I don't think it is a stretch to look at his resume and figure that, like Republican Cody Hiland
who's seeking another Appeals Court seat, and Republican Shawn Womack,
who's running for an open Supreme Court seat, he'll get backing from the business lobby. It has been successful in recent years in electing judges friendly to the tort reform agenda, or limiting damages in lawsuits. Efforts to achieve that in the legislature or by constitutional amendment have been less successful.
Indeed, the Arkansas State Chamber of Commerce has formally indicated it will back Hiland and Womack and that it will NOT endorse Klappenbach, no matter who he runs against. The chamber had backed Robin Wynne.

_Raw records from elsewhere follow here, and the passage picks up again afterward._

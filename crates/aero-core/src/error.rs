//! # Booking Error Types
//!
//! Typed error handling for the booking engine.
//! Every orchestrator transition and collaborator call returns
//! `Result<T, BookingError>`.

use thiserror::Error;

/// Broad error class, used by callers that only need to know how to react.
#[derive(Debug, Clone, Copy, PartialEq, Eq)]
pub enum ErrorKind {
    Validation,
    Route,
    Gateway,
    Network,
    Configuration,
    Payment,
    Webhook,
    Session,
    Internal,
}

impl ErrorKind {
    pub fn as_str(&self) -> &'static str {
        match self {
            ErrorKind::Validation => "validation",
            ErrorKind::Route => "route",
            ErrorKind::Gateway => "gateway",
            ErrorKind::Network => "network",
            ErrorKind::Configuration => "configuration",
            ErrorKind::Payment => "payment",
            ErrorKind::Webhook => "webhook",
            ErrorKind::Session => "session",
            ErrorKind::Internal => "internal",
        }
    }
}

/// Core error type for booking, pricing and provider operations
#[derive(Debug, Error)]
pub enum BookingError {
    /// Bad input shape or range
    #[error("Validation error: {0}")]
    Validation(String),

    /// Unsupported origin/destination or schedule mismatch
    #[error("Route error: {0}")]
    Route(String),

    /// Provider answered with a non-2xx status or a fault body
    #[error("Provider error [{provider}]: {message}")]
    Gateway {
        provider: String,
        status: Option<u16>,
        message: String,
    },

    /// Connectivity failure talking to a provider
    #[error("Network error: {0}")]
    Network(String),

    /// Provider did not answer in time
    #[error("Timeout: {0}")]
    Timeout(String),

    /// Missing or malformed provider credentials
    #[error("Configuration error: {0}")]
    Configuration(String),

    /// Provider rejected the payment
    #[error("Payment rejected: {reason}")]
    Payment { reason: String },

    /// Webhook signature did not match
    #[error("Webhook verification failed: {0}")]
    WebhookVerificationFailed(String),

    /// Webhook body could not be parsed
    #[error("Webhook parse error: {0}")]
    WebhookParse(String),

    /// Operation called from the wrong workflow step
    #[error("Invalid step: {operation} requires step {expected}, session is at step {actual}")]
    InvalidStep {
        operation: &'static str,
        expected: u8,
        actual: u8,
    },

    /// Booking session unknown or already discarded
    #[error("Session not found: {session_id}")]
    SessionNotFound { session_id: String },

    /// Serialization/deserialization error
    #[error("Serialization error: {0}")]
    Serialization(String),

    /// Internal error (should not happen)
    #[error("Internal error: {0}")]
    Internal(String),
}

impl BookingError {
    /// Shorthand for a provider fault carrying an HTTP status
    pub fn gateway(provider: impl Into<String>, status: Option<u16>, message: impl Into<String>) -> Self {
        BookingError::Gateway {
            provider: provider.into(),
            status,
            message: message.into(),
        }
    }

    /// Returns true for transient faults: timeouts, network errors and
    /// provider answers 429/503/504. Validation and auth failures never retry.
    pub fn is_retryable(&self) -> bool {
        match self {
            BookingError::Network(_) | BookingError::Timeout(_) => true,
            BookingError::Gateway { status, .. } => matches!(status, Some(429 | 503 | 504)),
            _ => false,
        }
    }

    /// Returns the broad class of this error
    pub fn kind(&self) -> ErrorKind {
        match self {
            BookingError::Validation(_) | BookingError::Serialization(_) => ErrorKind::Validation,
            BookingError::Route(_) => ErrorKind::Route,
            BookingError::Gateway { .. } => ErrorKind::Gateway,
            BookingError::Network(_) | BookingError::Timeout(_) => ErrorKind::Network,
            BookingError::Configuration(_) => ErrorKind::Configuration,
            BookingError::Payment { .. } => ErrorKind::Payment,
            BookingError::WebhookVerificationFailed(_) | BookingError::WebhookParse(_) => {
                ErrorKind::Webhook
            }
            BookingError::InvalidStep { .. } | BookingError::SessionNotFound { .. } => {
                ErrorKind::Session
            }
            BookingError::Internal(_) => ErrorKind::Internal,
        }
    }

    /// Returns the HTTP status code appropriate for this error
    pub fn status_code(&self) -> u16 {
        match self {
            BookingError::Validation(_) => 400,
            BookingError::Route(_) => 422,
            BookingError::Gateway { .. } => 502,
            BookingError::Network(_) => 503,
            BookingError::Timeout(_) => 504,
            BookingError::Configuration(_) => 503,
            BookingError::Payment { .. } => 402,
            BookingError::WebhookVerificationFailed(_) => 401,
            BookingError::WebhookParse(_) => 400,
            BookingError::InvalidStep { .. } => 409,
            BookingError::SessionNotFound { .. } => 404,
            BookingError::Serialization(_) => 400,
            BookingError::Internal(_) => 500,
        }
    }
}

/// Result type alias for booking operations
pub type BookingResult<T> = Result<T, BookingError>;

#[cfg(test)]
mod tests {
    use super::*;

    #[test]
    fn test_retryable_errors() {
        assert!(BookingError::Network("reset".into()).is_retryable());
        assert!(BookingError::Timeout("search".into()).is_retryable());
        assert!(BookingError::gateway("ticketing", Some(429), "slow down").is_retryable());
        assert!(BookingError::gateway("ticketing", Some(503), "maintenance").is_retryable());
        assert!(BookingError::gateway("ticketing", Some(504), "upstream").is_retryable());

        assert!(!BookingError::gateway("ticketing", Some(500), "boom").is_retryable());
        assert!(!BookingError::gateway("ticketing", Some(401), "bad key").is_retryable());
        assert!(!BookingError::Validation("bad data".into()).is_retryable());
        assert!(!BookingError::Configuration("no key".into()).is_retryable());
    }

    #[test]
    fn test_status_codes() {
        assert_eq!(BookingError::Validation("x".into()).status_code(), 400);
        assert_eq!(BookingError::Route("x".into()).status_code(), 422);
        assert_eq!(
            BookingError::InvalidStep {
                operation: "process_payment",
                expected: 4,
                actual: 2
            }
            .status_code(),
            409
        );
        assert_eq!(
            BookingError::WebhookVerificationFailed("mismatch".into()).status_code(),
            401
        );
    }

    #[test]
    fn test_error_kind() {
        assert_eq!(BookingError::Timeout("t".into()).kind(), ErrorKind::Network);
        assert_eq!(
            BookingError::Payment { reason: "declined".into() }.kind(),
            ErrorKind::Payment
        );
    }
}
//! # Flight Booking Workflow
//!
//! Drives one passenger booking through its five steps:
//!
//! ```text
//! Search(1) ──► SelectFlight(2) ──► PassengerDetails(3) ──► Payment(4) ──► Confirmation(5)
//!    ▲               │  ▲                  │  ▲                 │
//!    └── go_back ────┘  └──── go_back ─────┘  └──── go_back ────┘
//! ```
//!
//! A failed transition records its message in `last_error` and leaves the
//! step unchanged. Going back discards everything captured by the
//! transitions into the steps that were left.

use crate::error::{BookingError, BookingResult};
use crate::fare::{FareBreakdown, FareCalculator};
use crate::flight::{Flight, PassengerTicket, PnrRequest, SearchCriteria, ServiceMode};
use crate::gateway::BoxedTicketingGateway;
use crate::money::Money;
use crate::passenger::{validate_passenger_records, ContactRecord, PassengerRecord};
use chrono::NaiveDate;
use serde::{Deserialize, Serialize};
use tracing::{info, instrument, warn};

/// Workflow steps, numbered as shown to the customer
#[derive(Debug, Clone, Copy, PartialEq, Eq, PartialOrd, Ord, Hash, Serialize, Deserialize)]
#[serde(rename_all = "snake_case")]
pub enum FlightStep {
    Search = 1,
    SelectFlight = 2,
    PassengerDetails = 3,
    Payment = 4,
    Confirmation = 5,
}
#[derive(Debug, Deserialize)]
#[serde(rename_all = "camelCase")]
pub struct FareQuoteRequest {
    pub adult_price: f64,
    #[serde(default)]
    pub currency: Currency,
    pub passengers: PassengerCounts,
}

#[derive(Debug, Deserialize)]
#[serde(rename_all = "camelCase")]
pub struct RouteQuery {
    pub origin: String,
    pub destination: String,
}

#[derive(Debug, Deserialize)]
#[serde(rename_all = "camelCase")]
pub struct SelectFlightRequest {
    pub flight_id: String,
    #[serde(default)]
    pub is_return: bool,
}

#[derive(Debug, Deserialize)]
#[serde(rename_all = "camelCase")]
pub struct ChangeDateRequest {
    pub date: NaiveDate,
    #[serde(default)]
    pub is_return: bool,
}

#[derive(Debug, Deserialize)]
pub struct PassengersRequest {
    pub passengers: Vec<PassengerRecord>,
    pub contact: ContactRecord,
}

#[derive(Debug, Deserialize)]
pub struct ContactsRequest {
    pub shipper: ContactRecord,
    pub consignee: ContactRecord,
}

#[derive(Debug, Default, Deserialize)]
#[serde(rename_all = "camelCase")]
pub struct PrepareSummaryRequest {
    #[serde(default)]
    pub rate_override: Option<CargoFees>,
}

#[derive(Debug, Default, Deserialize)]
pub struct CheckoutRequest {
    /// Defaults to the shipper
    #[serde(default)]
    pub payer: Option<ContactRecord>,
}

#[derive(Debug, Serialize)]
#[serde(rename_all = "camelCase")]
pub struct CheckoutResponse {
    pub session_id: Uuid,
    pub payment: PaymentIntent,
}

// =============================================================================
// Health & quotes
// =============================================================================

/// Health check endpoint
pub async fn health(State(state): State<AppState>) -> impl IntoResponse {
    let providers = state.providers().await;
    let status = if providers.iter().all(|p| p.available) {
        "healthy"
    } else {
        "degraded"
    };

    Json(serde_json::json!({
        "status": status,
        "service": "aero-booking",
        "version": env!("CARGO_PKG_VERSION"),
        "environment": state.config.environment,
        "providers": providers,
    }))
}

/// Price a fare without a session
pub async fn quote_fare(Json(request): Json<FareQuoteRequest>) -> Result<impl IntoResponse, ApiError> {
    let breakdown = FareCalculator::calculate(request.adult_price, request.currency, &request.passengers)
        .map_err(booking_error_to_response)?;
    Ok(Json(breakdown))
}

/// Price a shipment without a session, using the current settings when reachable
#[instrument(skip(state, request), fields(origin = %request.origin, destination = %request.destination))]
pub async fn quote_cargo(
    State(state): State<AppState>,
    Json(request): Json<CargoQuoteRequest>,
) -> Result<impl IntoResponse, ApiError> {
    validate_cargo_route(&request.origin, &request.destination).map_err(booking_error_to_response)?;
    if let Some(rates) = &request.rate_override {
        rates.validate().map_err(booking_error_to_response)?;
    }
    for package in &request.packages {
        package.validate().map_err(booking_error_to_response)?;
    }

    let settings = match state.settings.load().await {
        Ok(settings) => Some(settings),
        Err(e) => {
            warn!(error = %e, "Cargo settings unavailable, quoting with fallback schedule");
            None
        }
    };

    Ok(Json(CargoFeeCalculator::quote(&request, settings.as_ref())))
}

/// The cargo route table
pub async fn list_cargo_routes() -> impl IntoResponse {
    Json(serde_json::json!({
        "routes": CARGO_ROUTES,
        "count": CARGO_ROUTES.len()
    }))
}

pub async fn check_cargo_route(Query(query): Query<RouteQuery>) -> Result<impl IntoResponse, ApiError> {
    let route = validate_cargo_route(&query.origin, &query.destination).map_err(booking_error_to_response)?;
    Ok(Json(route))
}

// =============================================================================
// Flight sessions
// =============================================================================

pub async fn create_flight_session(State(state): State<AppState>) -> impl IntoResponse {
    let (id, session) = state.flights.insert(state.new_flight_booking()).await;
    let booking = session.lock().await;
    info!(session_id = %id, "Flight session created");
    (StatusCode::CREATED, Json(FlightSessionResponse::new(id, &booking)))
}

pub async fn get_flight_session(
    State(state): State<AppState>,
    Path(id): Path<Uuid>,
) -> Result<impl IntoResponse, ApiError> {
    let session = state.flights.get(id).await.map_err(booking_error_to_response)?;
    let booking = session.lock().await;
    Ok(Json(FlightSessionResponse::new(id, &booking)))
}

pub async fn delete_flight_session(
    State(state): State<AppState>,
    Path(id): Path<Uuid>,
) -> Result<StatusCode, ApiError> {
    if state.flights.remove(id).await {
        Ok(StatusCode::NO_CONTENT)
    } else {
        Err(booking_error_to_response(BookingError::SessionNotFound {
            session_id: id.to_string(),
        }))
    }
}

#[instrument(skip(state, criteria))]
pub async fn search_flights(
    State(state): State<AppState>,
    Path(id): Path<Uuid>,
    Json(criteria): Json<SearchCriteria>,
) -> Result<impl IntoResponse, ApiError> {
    let session = state.flights.get(id).await.map_err(booking_error_to_response)?;
    let mut booking = session.lock().await;
    booking.search(criteria).await.map_err(booking_error_to_response)?;
    Ok(Json(FlightSessionResponse::new(id, &booking)))
}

UPDATE: Serebrov's name turned up in a New York Times article
about a panel that investigated voter fraud. Serebrov authored an original report that found little evidence of voter fraud, but the report was altered by others to make the threat of voter fraud seem greater.
A number of election law experts, based on their own research, have concluded that the accusations regarding widespread fraud are unjustified. And in this case, one of the two experts hired to do the report was Job Serebrov, a Republican elections lawyer from Arkansas, who defended his research in an e-mail message obtained by The Times that was sent last October to Margaret Sims, a commission staff member.
“Tova and I worked hard to produce a correct, accurate and truthful report,” Mr. Serebrov wrote, referring to Tova Wang, a voting expert with liberal leanings from the Century Foundation and co-author of the report. “I could care less that the results are not what the more conservative members of my party wanted.”
He added: “Neither one of us was willing to conform results for political expediency.”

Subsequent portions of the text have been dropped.